TODOS CONTRA TODOS EN GUADALUPE
Con mucho odio se atacaron el morenista Pepe Saldívar y el priísta Roberto Luévano durante el debate en Guadalupe. El primero acusó al segundo de mentiroso por desconocer una deuda de 180 millones de pesos de sus anteriores encargos y lo culpó hasta de “ser responsable de la llegada de los grupos criminales”. Los del tricolor “cobraron toda la vida en el gobierno y ahora resulta que son empresarios”, cuestionó. Luévano contraatacó con acusaciones por la contratación millonaria con la empresa Trash y la presunta participación activa de Julio “N” en la toma de decisiones. Tito Méndez, de PT-PES-Panal, metió su cuchara para señalar de corrupto al del PRI, de pasada, y al de Morena, de lleno. Aseguró que hay obras infladas, repartidas a contentillo, y que “los que mandan son Gilberto y Alejandro Zapata”. Afuera, las porras de quienes antes fueron aliados terminaron hasta los golpes. Y en informes de inteligencia de los principales bandos, se dice que la tendencia por el tercer lugar está con Movimiento Ciudadano y su candidata, Laura Ruelas.
QUIERE SOLTAR SENADURÍA
A la candidata de Morena al Senado nunca le gustó la idea de tener que dejar la coordinación de programas federales para participar en el proceso electoral. Por eso, entre las víboras del grupo de La Secta revelan que, de llegar a la Cámara Alta, la ex funcionaria valora como plan pedir licencia y regresar a su antiguo puesto.
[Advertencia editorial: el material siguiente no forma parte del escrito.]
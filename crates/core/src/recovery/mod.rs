//! Recovery debt: a past deficit being paid back over a number of weeks.
//!
//! At most one recovery debt is active at a time. It is created on the first
//! uncovered deficit and extended, never duplicated, on later ones.

pub mod ledger;
pub mod types;

pub use ledger::RecoveryLedger;
pub use types::{AmortizationWeeks, RecoveryDebt, RecoveryState};
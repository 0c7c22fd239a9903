//! Week scenario enumeration.

use serde::{Deserialize, Serialize};

/// Which overspend situation a week falls into.
#[derive(Debug, Clone, Copy, PartialEq, Eq, Hash, Serialize, Deserialize)]
#[serde(rename_all = "snake_case")]
pub enum Scenario {
    /// No budget or discretionary overspend.
    OnTrack,
    /// Budgets overspent, discretionary spend still within the reduced limit.
    BudgetOverspend,
    /// Budget overspend consumed the whole discretionary allowance.
    BudgetOverspendExhausted,
    /// Both budgets and the reduced discretionary limit overspent.
    BudgetAndDiscretionaryOverspend,
    /// Budgets on track, discretionary limit overspent.
    DiscretionaryOverspendOnly,
}

impl Scenario {
    /// Every scenario, in selection order.
    pub const ALL: [Self; 5] = [
        Self::OnTrack,
        Self::BudgetOverspendExhausted,
        Self::BudgetAndDiscretionaryOverspend,
        Self::BudgetOverspend,
        Self::DiscretionaryOverspendOnly,
    ];

    /// True if any category budget was overspent.
    #[must_use]
    pub const fn has_budget_overspend(self) -> bool {
        matches!(
            self,
            Self::BudgetOverspend
                | Self::BudgetOverspendExhausted
                | Self::BudgetAndDiscretionaryOverspend
        )
    }
}

impl std::fmt::Display for Scenario {
    fn fmt(&self, f: &mut std::fmt::Formatter<'_>) -> std::fmt::Result {
        match self {
            Self::OnTrack => write!(f, "on track"),
            Self::BudgetOverspend => write!(f, "budget overspend"),
            Self::BudgetOverspendExhausted => write!(f, "budget overspend, allowance exhausted"),
            Self::BudgetAndDiscretionaryOverspend => {
                write!(f, "budget and discretionary overspend")
            }
            Self::DiscretionaryOverspendOnly => write!(f, "discretionary overspend"),
        }
    }
}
El insaciable clan Pinedo saborea esa posibilidad. Gaby Pinedo, en calidad de suplente, se colaría al escaño. Esa estrategia ya aplicaron antes, cuando en 2018, la jefa de La Secta abandonó la Legislatura local para irse al gobierno de México. Su suplente en ese entonces, Roxana Muñoz, pudo disfrutar de la curul, aunque no sin amenazas y sin el pago de su respectiva cuota de membresía. Si Gaby también llega a pagar “tributo”, no sería la primera vez. Para ese plan, lo único que hace falta es que Claudia Sheinbaum así lo quiera, de ganar Morena la presidencia.
TIRA LA GUINDA POR LA ROJA
Las crueles disputas en Morena volvieron a provocar fracturas. A Luis Fernando Plascencia lo bajaron de la candidatura en Juchipila. El veterano Chuy Marín le comió el mandado. Con tanto coraje que trae Plascencia, era casi imposible que siguiera con Morena. Y sucedió lo más obvio: el ex candidato se sumó a la campaña del petista Chema Castro. Según relatos de las víboras guindas, al presidente del consejo político de Morena, Rubén Flores, poco le importan las deserciones. Está inflado de soberbia con la idea de que la marca hará ganar en las urnas a quien sea. Si los planes y expectativas no le salen, será responsable.
YA NO, DICE RAYMUNDO
Ahora que Raymundo Carrillo podrá ser reinstalado como dirigente estatal del PRD, ya prepara su renuncia para los próximos días, luego de casi ser linchado por la dirigencia nacional. Son tan crueles y dolorosas sus disputas, que ya no quiere lidiar con ellos, o al menos es lo que dice. El Trijez ya le dio la razón para recuperar el comité estatal, pero Raymundo ya no lo quiere. A Lupita Hernández, a quien pusieron en funciones de presidenta, le vale. En realidad, ella presume estar más enfocada a su campaña en el distrito de Valparaíso y quienes están mangoneando el partido son el diputado Juan Mendoza y Camerino Márquez.
SOLO CUANDO BUSCAN HUESO
Como la relación entre el gobernador David Monreal y varios del Poder Legislativo anda mal, no son bien vistos los llamados para que los funcionarios del gabinete comparezcan ante los diputados. El titular de la Secampo, Gerardo Luis Cervantes, les ha respondido que la instrucción para comparecer se la tiene que hacer su jefe, el gobernador. Pero resulta que cuando Mónica Martínez, comisionada de Atención a Víctimas, buscaba el hueso de la Fiscalía estatal, sí fue a comparecer muy obediente porque la citaron los diputados. Ese día se olvidó de la comisión y de las víctimas, y ni permiso pidió.